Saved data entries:
* * * * * * * * *
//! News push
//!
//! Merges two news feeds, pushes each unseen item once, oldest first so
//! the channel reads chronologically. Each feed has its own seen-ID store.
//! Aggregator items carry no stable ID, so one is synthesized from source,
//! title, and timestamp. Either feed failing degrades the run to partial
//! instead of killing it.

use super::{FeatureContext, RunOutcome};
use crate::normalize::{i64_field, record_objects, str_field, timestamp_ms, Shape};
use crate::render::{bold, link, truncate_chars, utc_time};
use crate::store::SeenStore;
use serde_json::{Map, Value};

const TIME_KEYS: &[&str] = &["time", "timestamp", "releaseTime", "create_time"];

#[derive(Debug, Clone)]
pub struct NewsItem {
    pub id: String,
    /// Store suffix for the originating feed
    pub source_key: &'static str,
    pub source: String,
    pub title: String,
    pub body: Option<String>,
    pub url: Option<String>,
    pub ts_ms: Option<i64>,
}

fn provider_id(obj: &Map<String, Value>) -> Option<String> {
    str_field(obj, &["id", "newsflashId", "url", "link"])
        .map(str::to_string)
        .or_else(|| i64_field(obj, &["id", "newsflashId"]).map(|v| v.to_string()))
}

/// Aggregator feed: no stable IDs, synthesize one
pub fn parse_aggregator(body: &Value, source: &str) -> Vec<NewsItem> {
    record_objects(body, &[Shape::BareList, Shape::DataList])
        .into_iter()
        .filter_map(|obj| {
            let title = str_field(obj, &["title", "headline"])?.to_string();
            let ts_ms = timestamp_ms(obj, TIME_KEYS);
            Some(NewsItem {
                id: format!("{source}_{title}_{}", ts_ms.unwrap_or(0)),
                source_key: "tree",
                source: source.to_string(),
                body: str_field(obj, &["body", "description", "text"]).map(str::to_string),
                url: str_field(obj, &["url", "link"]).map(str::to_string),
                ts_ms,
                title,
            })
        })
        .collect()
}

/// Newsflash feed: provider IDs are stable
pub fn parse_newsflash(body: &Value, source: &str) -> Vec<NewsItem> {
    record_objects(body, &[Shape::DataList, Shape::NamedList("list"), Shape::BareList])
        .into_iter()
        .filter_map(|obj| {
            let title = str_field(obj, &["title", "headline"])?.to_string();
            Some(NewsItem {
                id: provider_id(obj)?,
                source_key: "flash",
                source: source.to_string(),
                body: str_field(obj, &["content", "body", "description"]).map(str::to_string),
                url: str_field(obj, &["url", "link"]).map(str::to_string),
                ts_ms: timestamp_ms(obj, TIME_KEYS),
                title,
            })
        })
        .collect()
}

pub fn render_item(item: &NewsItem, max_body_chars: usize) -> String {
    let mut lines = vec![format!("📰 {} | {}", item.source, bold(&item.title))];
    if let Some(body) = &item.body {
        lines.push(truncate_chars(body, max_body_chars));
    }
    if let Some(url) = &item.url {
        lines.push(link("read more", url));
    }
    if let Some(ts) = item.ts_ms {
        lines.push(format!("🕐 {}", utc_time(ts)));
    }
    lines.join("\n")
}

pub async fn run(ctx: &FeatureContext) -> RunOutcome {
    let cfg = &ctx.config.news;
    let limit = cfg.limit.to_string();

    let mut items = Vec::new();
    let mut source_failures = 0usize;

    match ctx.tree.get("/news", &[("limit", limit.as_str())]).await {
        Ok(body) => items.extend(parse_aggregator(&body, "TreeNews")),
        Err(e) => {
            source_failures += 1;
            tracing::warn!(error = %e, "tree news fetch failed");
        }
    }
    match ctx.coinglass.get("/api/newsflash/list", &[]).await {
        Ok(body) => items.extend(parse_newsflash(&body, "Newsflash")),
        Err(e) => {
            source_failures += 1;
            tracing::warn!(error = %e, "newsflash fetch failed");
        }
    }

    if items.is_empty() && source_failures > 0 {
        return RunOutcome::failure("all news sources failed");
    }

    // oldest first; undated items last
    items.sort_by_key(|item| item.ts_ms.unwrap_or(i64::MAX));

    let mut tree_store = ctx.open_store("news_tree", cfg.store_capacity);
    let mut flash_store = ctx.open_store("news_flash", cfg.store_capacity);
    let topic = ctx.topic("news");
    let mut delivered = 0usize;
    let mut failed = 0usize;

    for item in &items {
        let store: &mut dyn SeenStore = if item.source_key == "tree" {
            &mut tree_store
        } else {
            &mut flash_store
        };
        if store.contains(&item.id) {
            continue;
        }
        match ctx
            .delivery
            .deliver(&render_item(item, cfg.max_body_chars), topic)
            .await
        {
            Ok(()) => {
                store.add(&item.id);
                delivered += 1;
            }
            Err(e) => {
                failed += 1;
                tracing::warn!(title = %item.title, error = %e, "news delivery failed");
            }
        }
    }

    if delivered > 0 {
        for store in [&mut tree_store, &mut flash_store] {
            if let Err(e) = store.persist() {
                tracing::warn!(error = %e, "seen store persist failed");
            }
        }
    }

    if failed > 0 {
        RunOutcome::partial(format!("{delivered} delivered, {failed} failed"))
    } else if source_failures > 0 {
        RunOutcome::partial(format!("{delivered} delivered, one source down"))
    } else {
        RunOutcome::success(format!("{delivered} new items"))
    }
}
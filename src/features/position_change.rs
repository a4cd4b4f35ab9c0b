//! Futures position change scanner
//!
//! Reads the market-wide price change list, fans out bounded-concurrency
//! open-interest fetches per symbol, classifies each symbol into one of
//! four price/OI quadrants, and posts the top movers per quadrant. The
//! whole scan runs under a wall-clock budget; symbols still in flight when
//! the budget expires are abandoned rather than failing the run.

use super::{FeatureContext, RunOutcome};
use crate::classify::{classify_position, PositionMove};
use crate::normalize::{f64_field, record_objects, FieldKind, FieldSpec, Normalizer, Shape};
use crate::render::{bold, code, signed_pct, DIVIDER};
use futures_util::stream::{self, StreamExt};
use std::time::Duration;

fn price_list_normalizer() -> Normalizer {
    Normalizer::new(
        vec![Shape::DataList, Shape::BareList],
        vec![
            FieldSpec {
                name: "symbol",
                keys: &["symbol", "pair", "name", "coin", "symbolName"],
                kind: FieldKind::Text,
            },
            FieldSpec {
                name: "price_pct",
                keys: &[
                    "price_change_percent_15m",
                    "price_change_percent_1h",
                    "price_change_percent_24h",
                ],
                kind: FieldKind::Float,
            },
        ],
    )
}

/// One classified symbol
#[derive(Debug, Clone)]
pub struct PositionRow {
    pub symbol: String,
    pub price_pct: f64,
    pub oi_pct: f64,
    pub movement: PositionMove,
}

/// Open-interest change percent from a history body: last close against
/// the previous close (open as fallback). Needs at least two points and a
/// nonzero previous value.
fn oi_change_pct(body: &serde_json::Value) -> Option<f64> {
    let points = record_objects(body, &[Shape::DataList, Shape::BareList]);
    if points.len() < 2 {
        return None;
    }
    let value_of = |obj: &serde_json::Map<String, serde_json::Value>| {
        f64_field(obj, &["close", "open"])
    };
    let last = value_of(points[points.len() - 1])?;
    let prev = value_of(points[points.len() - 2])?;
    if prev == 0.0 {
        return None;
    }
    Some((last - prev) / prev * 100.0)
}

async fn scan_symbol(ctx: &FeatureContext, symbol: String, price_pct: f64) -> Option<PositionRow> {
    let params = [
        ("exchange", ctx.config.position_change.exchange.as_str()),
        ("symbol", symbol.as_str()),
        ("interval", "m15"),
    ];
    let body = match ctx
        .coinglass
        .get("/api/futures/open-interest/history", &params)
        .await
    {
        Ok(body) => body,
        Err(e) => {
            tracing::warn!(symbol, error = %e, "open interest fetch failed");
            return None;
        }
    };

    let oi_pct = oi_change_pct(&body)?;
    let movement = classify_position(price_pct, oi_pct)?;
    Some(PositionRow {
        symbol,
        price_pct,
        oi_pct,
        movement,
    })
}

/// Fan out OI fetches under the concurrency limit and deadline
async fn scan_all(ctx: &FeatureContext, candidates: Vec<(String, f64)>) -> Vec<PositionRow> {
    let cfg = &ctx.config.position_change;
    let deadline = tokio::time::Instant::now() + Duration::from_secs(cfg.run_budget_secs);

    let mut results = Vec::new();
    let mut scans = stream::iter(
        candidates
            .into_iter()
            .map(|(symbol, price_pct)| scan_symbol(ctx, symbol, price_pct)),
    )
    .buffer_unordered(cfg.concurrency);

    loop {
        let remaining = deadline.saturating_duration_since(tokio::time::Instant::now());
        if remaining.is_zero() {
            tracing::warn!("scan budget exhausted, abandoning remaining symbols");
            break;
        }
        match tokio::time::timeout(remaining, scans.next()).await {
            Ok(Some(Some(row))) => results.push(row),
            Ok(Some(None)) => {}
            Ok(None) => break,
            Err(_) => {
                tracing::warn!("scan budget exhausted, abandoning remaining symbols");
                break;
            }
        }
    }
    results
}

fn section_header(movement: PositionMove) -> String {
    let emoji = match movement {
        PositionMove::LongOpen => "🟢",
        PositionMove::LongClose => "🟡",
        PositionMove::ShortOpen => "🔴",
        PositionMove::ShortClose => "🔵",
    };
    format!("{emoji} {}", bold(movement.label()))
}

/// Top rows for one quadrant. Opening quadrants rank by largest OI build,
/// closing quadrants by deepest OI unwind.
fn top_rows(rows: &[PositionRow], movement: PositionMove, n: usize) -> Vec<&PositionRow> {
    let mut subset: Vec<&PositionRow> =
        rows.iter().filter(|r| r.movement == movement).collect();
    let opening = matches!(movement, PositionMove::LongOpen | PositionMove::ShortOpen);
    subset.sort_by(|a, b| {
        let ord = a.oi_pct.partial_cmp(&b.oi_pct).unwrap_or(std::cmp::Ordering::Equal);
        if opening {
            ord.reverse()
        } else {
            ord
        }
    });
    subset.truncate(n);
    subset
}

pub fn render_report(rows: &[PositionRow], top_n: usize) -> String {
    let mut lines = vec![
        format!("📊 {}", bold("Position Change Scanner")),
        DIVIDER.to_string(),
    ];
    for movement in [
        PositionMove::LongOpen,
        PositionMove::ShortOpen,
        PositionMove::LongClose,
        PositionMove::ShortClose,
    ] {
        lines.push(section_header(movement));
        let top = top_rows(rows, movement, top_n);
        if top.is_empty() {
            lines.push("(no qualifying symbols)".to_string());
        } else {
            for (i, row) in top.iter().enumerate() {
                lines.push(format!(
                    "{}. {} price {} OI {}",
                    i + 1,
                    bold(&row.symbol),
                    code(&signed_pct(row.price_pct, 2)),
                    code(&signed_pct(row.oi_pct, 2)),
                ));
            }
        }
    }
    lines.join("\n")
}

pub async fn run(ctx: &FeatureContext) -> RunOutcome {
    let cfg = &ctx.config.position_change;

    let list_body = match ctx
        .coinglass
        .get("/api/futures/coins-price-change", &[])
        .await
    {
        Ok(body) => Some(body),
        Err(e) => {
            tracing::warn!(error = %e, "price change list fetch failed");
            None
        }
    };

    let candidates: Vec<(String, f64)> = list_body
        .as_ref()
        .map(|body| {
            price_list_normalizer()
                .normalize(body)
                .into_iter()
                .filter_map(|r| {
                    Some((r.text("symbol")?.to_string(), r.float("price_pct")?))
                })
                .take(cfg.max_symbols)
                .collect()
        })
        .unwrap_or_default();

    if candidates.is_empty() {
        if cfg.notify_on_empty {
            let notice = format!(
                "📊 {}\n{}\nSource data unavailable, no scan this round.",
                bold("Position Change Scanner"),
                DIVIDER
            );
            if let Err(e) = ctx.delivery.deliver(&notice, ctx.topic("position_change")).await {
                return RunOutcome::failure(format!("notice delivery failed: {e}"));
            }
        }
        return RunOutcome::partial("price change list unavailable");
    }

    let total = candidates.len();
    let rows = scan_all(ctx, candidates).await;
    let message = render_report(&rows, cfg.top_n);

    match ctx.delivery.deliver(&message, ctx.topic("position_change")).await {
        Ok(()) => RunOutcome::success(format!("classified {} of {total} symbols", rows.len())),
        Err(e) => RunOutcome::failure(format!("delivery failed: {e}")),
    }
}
* * * * * * * * *
The answer must consist solely of the lines from the first line of the data to the line holding "fn provider_id(obj: &Map<String, Value>)", each given again exactly.

## WRITTEN RESPONSE:
//! News push
//!
//! Merges two news feeds, pushes each unseen item once, oldest first so
//! the channel reads chronologically. Each feed has its own seen-ID store.
//! Aggregator items carry no stable ID, so one is synthesized from source,
//! title, and timestamp. Either feed failing degrades the run to partial
//! instead of killing it.

use super::{FeatureContext, RunOutcome};
use crate::normalize::{i64_field, record_objects, str_field, timestamp_ms, Shape};
use crate::render::{bold, link, truncate_chars, utc_time};
use crate::store::SeenStore;
use serde_json::{Map, Value};

const TIME_KEYS: &[&str] = &["time", "timestamp", "releaseTime", "create_time"];

#[derive(Debug, Clone)]
pub struct NewsItem {
    pub id: String,
    /// Store suffix for the originating feed
    pub source_key: &'static str,
    pub source: String,
    pub title: String,
    pub body: Option<String>,
    pub url: Option<String>,
    pub ts_ms: Option<i64>,
}

fn provider_id(obj: &Map<String, Value>) -> Option<String> {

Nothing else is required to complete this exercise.